Consider a 3x3n x n matrix with entries being only '0' and '1'.
For example: $\left( \begin{array}{ccc} 1 & 0 & 1\\1 & 1 & 0\\0&0&1\end{array}\right)$
We then consider all column permutations of the matrix, and count the different types of diagonals starting from bottom left to upper right:
Number 1) $\left( \begin{array}{ccc} 1 & 0 & 1\\1 & 1 & 0\\0&0&1\end{array}\right)$ Diagonal: 011
Number 2)$\left( \begin{array}{ccc} 1 & 1 & 0\\1 & 0 & 1\\0&1&0\end{array}\right)$ Diagonal: 000
Number 3)$\left( \begin{array}{ccc} 0 & 1 & 1\\1 & 1 & 0\\0&0&1\end{array}\right)$ Diagonal: 011
Number 4)$\left( \begin{array}{ccc} 0 & 1 & 1\\1 & 0 & 1\\0&1&0\end{array}\right)$Diagonal: 001
Number 5)$\left( \begin{array}{ccc} 1 & 1 & 0\\0 & 1 & 1\\1&0&0\end{array}\right)$ Diagonal: 110
Number 6)$\left( \begin{array}{ccc} 1 & 0 & 1\\0 & 1 & 1\\1&0&0\end{array}\right)$ Diagonal: 111
There are a total number of 5 different possible diagonals: 011, 000, 001, 110, 111.

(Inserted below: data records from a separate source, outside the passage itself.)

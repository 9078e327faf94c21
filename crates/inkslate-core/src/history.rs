//! Undo/redo history of committed strokes.

use crate::record::StrokeRecord;

/// Ordered committed strokes plus the undo cursor.
///
/// Records before the cursor are active and get rendered. Records at or after
/// the cursor have been undone and are kept only so they can be redone.
#[derive(Debug, Clone, Default)]
pub struct StrokeHistory {
    records: Vec<StrokeRecord>,
    cursor: usize,
    /// Oldest strokes are dropped once this many are stored.
    max_strokes: Option<usize>,
}

impl StrokeHistory {
    /// Create an unbounded history.
    pub fn new() -> Self {
        Self::default()
    }

    /// Create a history that keeps at most `max_strokes` records.
    pub fn with_max_strokes(max_strokes: Option<usize>) -> Self {
        Self {
            max_strokes,
            ..Self::default()
        }
    }

    /// Append a stroke at the cursor, discarding any undone records first.
    pub fn commit(&mut self, record: StrokeRecord) {
        let discarded = self.records.len() - self.cursor;
        if discarded > 0 {
            log::debug!("Discarding {} undone stroke(s)", discarded);
        }
        self.records.truncate(self.cursor);
        self.records.push(record);

        if let Some(max) = self.max_strokes {
            if self.records.len() > max {
                let excess = self.records.len() - max;
                self.records.drain(..excess);
                log::debug!("History limit {} reached, dropped {} oldest stroke(s)", max, excess);
            }
        }
        self.cursor = self.records.len();
    }

    /// Step back one stroke. Returns false if there was nothing to undo.
    pub fn undo(&mut self) -> bool {
        if !self.can_undo() {
            log::trace!("Undo ignored: nothing to undo");
            return false;
        }
        self.cursor -= 1;
        true
    }

    /// Step forward one stroke. Returns false if there was nothing to redo.
    pub fn redo(&mut self) -> bool {
        if !self.can_redo() {
            log::trace!("Redo ignored: nothing to redo");
            return false;
        }
        self.cursor += 1;
        true
    }

    /// Drop every record, including the redo tail. Not undoable.
    pub fn clear(&mut self) -> bool {
        let changed = !self.records.is_empty();
        self.records.clear();
        self.cursor = 0;
        changed
    }

    /// Check if undo is available.
    pub fn can_undo(&self) -> bool {
        self.cursor > 0
    }

    /// Check if redo is available.
    pub fn can_redo(&self) -> bool {
        self.cursor < self.records.len()
    }

    /// Check if any stroke is active.
    pub fn can_clear(&self) -> bool {
        self.cursor > 0
    }

    /// Active records in commit order.
    pub fn active_records(&self) -> std::slice::Iter<'_, StrokeRecord> {
        self.records[..self.cursor].iter()
    }

    /// All stored records, including undone ones.
    pub fn records(&self) -> &[StrokeRecord] {
        &self.records
    }

    /// Number of active strokes; index of the first undone one.
    pub fn cursor(&self) -> usize {
        self.cursor
    }

    /// Number of stored records, including undone ones.
    pub fn len(&self) -> usize {
        self.records.len()
    }

    /// Check if no records are stored.
    pub fn is_empty(&self) -> bool {
        self.records.is_empty()
    }

    /// Get the history limit, if any.
    pub fn max_strokes(&self) -> Option<usize> {
        self.max_strokes
    }
}

#[cfg(test)]
mod tests {
    use super::*;
    use crate::geometry::StrokeGeometry;
    use crate::types::Rgba;
    use kurbo::Point;

    fn record(x: f64) -> StrokeRecord {
        let mut geometry = StrokeGeometry::start(Point::new(x, 0.0));
        geometry.push_line(Point::new(x, 0.0), Point::new(x, 10.0));
        StrokeRecord::new(geometry, 2.0, Rgba::BLACK, Rgba::TRANSPARENT, false)
    }

    fn active(history: &StrokeHistory) -> Vec<StrokeRecord> {
        history.active_records().cloned().collect()
    }

    #[test]
    fn test_empty_history() {
        let mut history = StrokeHistory::new();
        assert!(!history.can_undo());
        assert!(!history.can_redo());
        assert!(!history.can_clear());
        assert!(!history.undo());
        assert!(!history.redo());
        assert_eq!(history.active_records().count(), 0);
    }

    #[test]
    fn test_commit_advances_cursor() {
        let mut history = StrokeHistory::new();
        for i in 0..3 {
            history.commit(record(i as f64));
            assert_eq!(history.cursor(), i + 1);
            assert!(history.can_undo());
            assert!(!history.can_redo());
        }
    }

    #[test]
    fn test_undo_all_then_redo_all_restores_sequence() {
        let mut history = StrokeHistory::new();
        for i in 0..5 {
            history.commit(record(i as f64));
        }
        let before = active(&history);

        for _ in 0..5 {
            assert!(history.undo());
        }
        assert!(!history.can_undo());
        assert!(history.active_records().next().is_none());

        for _ in 0..5 {
            assert!(history.redo());
        }
        assert!(!history.can_redo());
        assert_eq!(active(&history), before);
    }

    #[test]
    fn test_commit_after_undo_truncates() {
        let mut history = StrokeHistory::new();
        let a = record(1.0);
        let b = record(2.0);
        let c = record(3.0);

        history.commit(a.clone());
        history.commit(b);
        history.undo();
        history.commit(c.clone());

        assert_eq!(active(&history), vec![a, c]);
        assert!(!history.can_redo());
        assert!(!history.redo());
        assert_eq!(history.len(), 2);
    }

    #[test]
    fn test_clear_is_not_redoable() {
        let mut history = StrokeHistory::new();
        history.commit(record(1.0));
        history.commit(record(2.0));
        history.undo();

        assert!(history.clear());
        assert!(!history.can_redo());
        assert!(!history.can_undo());
        assert!(!history.can_clear());
        assert!(history.is_empty());
    }

    #[test]
    fn test_can_clear_tracks_active_records() {
        let mut history = StrokeHistory::new();
        history.commit(record(1.0));
        assert!(history.can_clear());

        history.undo();
        assert!(!history.can_clear());
        assert!(history.can_redo());
    }

    #[test]
    fn test_active_records_is_restartable() {
        let mut history = StrokeHistory::new();
        history.commit(record(1.0));
        history.commit(record(2.0));

        let iter = history.active_records();
        assert_eq!(iter.clone().count(), 2);
        assert_eq!(iter.count(), 2);
        assert_eq!(history.active_records().count(), 2);
    }

    #[test]
    fn test_max_strokes_drops_oldest() {
        let mut history = StrokeHistory::with_max_strokes(Some(2));
        let a = record(1.0);
        let b = record(2.0);
        let c = record(3.0);
        history.commit(a);
        history.commit(b.clone());
        history.commit(c.clone());

        assert_eq!(active(&history), vec![b, c]);
        assert_eq!(history.cursor(), 2);
        assert!(!history.can_redo());
    }
}
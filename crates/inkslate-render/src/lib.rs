//! Inkslate Render Library
//!
//! Software rasterization of stroke history into bitmaps.

mod bitmap;
mod raster;

pub use bitmap::{Bitmap, RenderError, RenderResult};
pub use raster::RasterCanvas;

use inkslate_core::{Canvas, DrawingSurface};

/// Flatten the surface's active strokes over its background color, at the
/// surface's current size.
pub fn render_to_bitmap(surface: &DrawingSurface) -> Bitmap {
    // set_size keeps both sides finite and within MAX_SURFACE_DIMENSION
    let size = surface.size();
    let mut canvas = RasterCanvas::new(size.width.ceil() as u32, size.height.ceil() as u32);
    surface.render_to(&mut canvas);
    log::debug!(
        "Rendered {} stroke(s) to {:?} bitmap",
        surface.active_records().len(),
        canvas.size()
    );
    canvas.into_bitmap()
}

#[cfg(test)]
mod tests {
    use super::*;
    use inkslate_core::{Point, Rgba, Size, SurfaceConfig};

    fn surface(width: u32, height: u32) -> DrawingSurface {
        DrawingSurface::new(SurfaceConfig {
            width,
            height,
            line_width: 2.0,
            ..SurfaceConfig::default()
        })
        .unwrap()
    }

    fn draw(surface: &mut DrawingSurface, points: &[(f64, f64)]) {
        let (x, y) = points[0];
        surface.begin_stroke(Point::new(x, y));
        for &(x, y) in &points[1..] {
            surface.extend_stroke(Point::new(x, y)).unwrap();
        }
        surface.end_stroke().unwrap();
    }

    #[test]
    fn test_empty_surface_is_background() {
        let mut surface = surface(8, 6);
        let bg = Rgba::rgb(12, 34, 56);
        surface.set_background_color(bg);

        let bitmap = render_to_bitmap(&surface);
        assert_eq!(bitmap.width, 8);
        assert_eq!(bitmap.height, 6);
        assert!(bitmap.pixels().all(|p| p == bg));
    }

    #[test]
    fn test_stroke_is_drawn() {
        let mut surface = surface(20, 20);
        surface.set_color(Rgba::rgb(255, 0, 0));
        draw(&mut surface, &[(2.0, 10.0), (10.0, 10.0), (18.0, 10.0)]);

        let bitmap = render_to_bitmap(&surface);
        assert_eq!(bitmap.pixel(10, 9), Some(Rgba::rgb(255, 0, 0)));
        assert_eq!(bitmap.pixel(10, 2), Some(Rgba::WHITE));
    }

    #[test]
    fn test_single_point_draws_dot() {
        let mut surface = surface(10, 10);
        surface.set_line_width(4.0).unwrap();
        draw(&mut surface, &[(5.0, 5.0)]);

        let bitmap = render_to_bitmap(&surface);
        assert_eq!(bitmap.pixel(5, 5), Some(Rgba::BLACK));
        assert_eq!(bitmap.pixel(0, 0), Some(Rgba::WHITE));
    }

    #[test]
    fn test_eraser_undo_is_pixel_identical() {
        let mut surface = surface(32, 32);
        draw(&mut surface, &[(4.0, 4.0), (16.0, 16.0), (28.0, 4.0)]);
        draw(&mut surface, &[(4.0, 28.0), (28.0, 28.0)]);
        let before = render_to_bitmap(&surface);

        surface.set_eraser_mode(true);
        draw(&mut surface, &[(0.0, 16.0), (32.0, 16.0), (16.0, 30.0)]);
        surface.set_eraser_mode(false);
        let erased = render_to_bitmap(&surface);
        assert_ne!(before, erased);

        surface.undo();
        assert_eq!(render_to_bitmap(&surface), before);
    }

    #[test]
    fn test_eraser_paints_background() {
        let mut surface = surface(20, 20);
        draw(&mut surface, &[(0.0, 10.0), (20.0, 10.0)]);
        surface.set_eraser_mode(true);
        draw(&mut surface, &[(10.0, 0.0), (10.0, 20.0)]);

        let bitmap = render_to_bitmap(&surface);
        assert_eq!(bitmap.pixel(10, 10), Some(Rgba::WHITE));
        assert_eq!(bitmap.pixel(2, 10), Some(Rgba::BLACK));
    }

    #[test]
    fn test_bitmap_follows_surface_size() {
        let mut surface = surface(4, 4);
        surface.set_size(Size::new(12.0, 7.5)).unwrap();
        let bitmap = render_to_bitmap(&surface);
        assert_eq!((bitmap.width, bitmap.height), (12, 8));
    }

    #[test]
    fn test_rejected_size_keeps_previous_bitmap_size() {
        let mut surface = surface(6, 5);
        assert!(surface.set_size(Size::new(f64::INFINITY, 10.0)).is_err());
        assert!(surface.set_size(Size::new(1e12, 1e12)).is_err());

        let bitmap = render_to_bitmap(&surface);
        assert_eq!((bitmap.width, bitmap.height), (6, 5));
    }

    #[test]
    fn test_background_change_recolors_erased_pixels() {
        let mut surface = surface(20, 20);
        draw(&mut surface, &[(0.0, 10.0), (20.0, 10.0)]);
        surface.set_eraser_mode(true);
        draw(&mut surface, &[(10.0, 0.0), (10.0, 20.0)]);

        let dark = Rgba::rgb(20, 20, 40);
        surface.set_background_color(dark);
        let bitmap = render_to_bitmap(&surface);
        assert_eq!(bitmap.pixel(10, 10), Some(dark));
        assert_eq!(bitmap.pixel(10, 2), Some(dark));
        assert_eq!(bitmap.pixel(2, 10), Some(Rgba::BLACK));
    }
}
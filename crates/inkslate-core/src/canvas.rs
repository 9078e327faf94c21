//! Rendering seam between the stroke engine and a 2D backend.

use crate::eraser::paint_color;
use crate::geometry::StrokeGeometry;
use crate::record::StrokeRecord;
use crate::types::Rgba;
use kurbo::Size;

/// A drawing target. Pixel work happens in the implementation.
pub trait Canvas {
    /// Drawable area in pixels.
    fn size(&self) -> Size;

    /// Fill the entire canvas with `color`.
    fn clear(&mut self, color: Rgba);

    /// Stroke `geometry` with round caps and joins.
    fn paint(&mut self, geometry: &StrokeGeometry, width: f64, color: Rgba);

    /// Fill the area enclosed by `geometry` (non-zero winding).
    fn fill(&mut self, geometry: &StrokeGeometry, color: Rgba);
}

/// Draw `records` in order over a blank `background`.
pub fn composite<'a, C, I>(canvas: &mut C, records: I, background: Rgba)
where
    C: Canvas + ?Sized,
    I: IntoIterator<Item = &'a StrokeRecord>,
{
    canvas.clear(background);
    for record in records {
        paint_record(canvas, record, background);
    }
}

/// Draw a single committed record.
pub fn paint_record<C: Canvas + ?Sized>(canvas: &mut C, record: &StrokeRecord, background: Rgba) {
    if !record.is_eraser() && !record.fill_color().is_transparent() {
        canvas.fill(record.geometry(), record.fill_color());
    }
    canvas.paint(
        record.geometry(),
        record.line_width(),
        paint_color(record, background),
    );
}
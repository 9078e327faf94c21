//! Surface configuration.

use crate::eraser::DEFAULT_ERASER_MULTIPLIER;
use crate::types::Rgba;
use serde::{Deserialize, Serialize};
use thiserror::Error;

/// Largest width or height, in pixels, a surface may have.
pub const MAX_SURFACE_DIMENSION: u32 = 16384;

/// Configuration errors.
#[derive(Debug, Error)]
pub enum ConfigError {
    #[error("Eraser width multiplier must be greater than 1, got {0}")]
    InvalidEraserMultiplier(f64),
    #[error("Line width must be positive, got {0}")]
    InvalidLineWidth(f64),
    #[error("Surface size out of range: {width}x{height}")]
    InvalidSize { width: u32, height: u32 },
    #[error("History limit must allow at least one stroke")]
    ZeroHistoryLimit,
    #[error("Parse error: {0}")]
    Parse(#[from] serde_json::Error),
}

/// Initial settings for a [`DrawingSurface`](crate::DrawingSurface).
#[derive(Debug, Clone, PartialEq, Serialize, Deserialize)]
#[serde(default)]
pub struct SurfaceConfig {
    pub line_width: f64,
    pub color: Rgba,
    pub fill_color: Rgba,
    pub background_color: Rgba,
    pub eraser_width_multiplier: f64,
    /// Maximum number of strokes kept in history (`None` = unbounded).
    pub max_strokes: Option<usize>,
    pub width: u32,
    pub height: u32,
    /// Outline redraw regions in previews.
    pub debug: bool,
}

impl Default for SurfaceConfig {
    fn default() -> Self {
        Self {
            line_width: 4.0,
            color: Rgba::BLACK,
            fill_color: Rgba::TRANSPARENT,
            background_color: Rgba::WHITE,
            eraser_width_multiplier: DEFAULT_ERASER_MULTIPLIER,
            max_strokes: None,
            width: 1024,
            height: 768,
            debug: false,
        }
    }
}

impl SurfaceConfig {
    /// Parse a JSON config. Missing fields take their defaults.
    pub fn from_json(json: &str) -> Result<Self, ConfigError> {
        let config: Self = serde_json::from_str(json)?;
        config.validate()?;
        Ok(config)
    }

    pub fn validate(&self) -> Result<(), ConfigError> {
        if !(self.eraser_width_multiplier.is_finite() && self.eraser_width_multiplier > 1.0) {
            return Err(ConfigError::InvalidEraserMultiplier(self.eraser_width_multiplier));
        }
        if !(self.line_width.is_finite() && self.line_width > 0.0) {
            return Err(ConfigError::InvalidLineWidth(self.line_width));
        }
        if !valid_dimension(self.width) || !valid_dimension(self.height) {
            return Err(ConfigError::InvalidSize {
                width: self.width,
                height: self.height,
            });
        }
        if self.max_strokes == Some(0) {
            return Err(ConfigError::ZeroHistoryLimit);
        }
        Ok(())
    }
}

fn valid_dimension(pixels: u32) -> bool {
    (1..=MAX_SURFACE_DIMENSION).contains(&pixels)
}

#[cfg(test)]
mod tests {
    use super::*;

    #[test]
    fn test_default_is_valid() {
        assert!(SurfaceConfig::default().validate().is_ok());
    }

    #[test]
    fn test_from_json_fills_defaults() {
        let config = SurfaceConfig::from_json(r#"{ "line_width": 2.5, "width": 64 }"#).unwrap();
        assert!((config.line_width - 2.5).abs() < f64::EPSILON);
        assert_eq!(config.width, 64);
        assert_eq!(config.height, 768);
        assert_eq!(config.background_color, Rgba::WHITE);
        assert!(!config.debug);
    }

    #[test]
    fn test_rejects_small_multiplier() {
        let config = SurfaceConfig {
            eraser_width_multiplier: 1.0,
            ..SurfaceConfig::default()
        };
        assert!(matches!(
            config.validate(),
            Err(ConfigError::InvalidEraserMultiplier(_))
        ));
    }

    #[test]
    fn test_rejects_bad_values() {
        let bad_width = SurfaceConfig {
            line_width: f64::NAN,
            ..SurfaceConfig::default()
        };
        assert!(matches!(bad_width.validate(), Err(ConfigError::InvalidLineWidth(_))));

        let empty = SurfaceConfig {
            height: 0,
            ..SurfaceConfig::default()
        };
        assert!(matches!(empty.validate(), Err(ConfigError::InvalidSize { .. })));

        let huge = SurfaceConfig {
            width: u32::MAX,
            ..SurfaceConfig::default()
        };
        assert!(matches!(huge.validate(), Err(ConfigError::InvalidSize { .. })));

        let largest = SurfaceConfig {
            width: MAX_SURFACE_DIMENSION,
            height: MAX_SURFACE_DIMENSION,
            ..SurfaceConfig::default()
        };
        assert!(largest.validate().is_ok());

        let no_history = SurfaceConfig {
            max_strokes: Some(0),
            ..SurfaceConfig::default()
        };
        assert!(matches!(no_history.validate(), Err(ConfigError::ZeroHistoryLimit)));
    }

    #[test]
    fn test_invalid_json() {
        assert!(matches!(
            SurfaceConfig::from_json("{ not json"),
            Err(ConfigError::Parse(_))
        ));
    }
}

The question is, given any such matrix with entries being '0' and '1', what is the maximum number of possible diagonals? I have tried some conjectures and seems that the formula of maximum diagonals seem to be $2^n-n$. For instance $2^3-3=5$.
Thanks for any help in finding the general formula for the maximum number of diagonals, among all n x n matrices (for a fixed n, among all matrices)!
- The matrix can be any n x n matrix, as long as it yields the maximum number of different diagonals with respect to column permutations.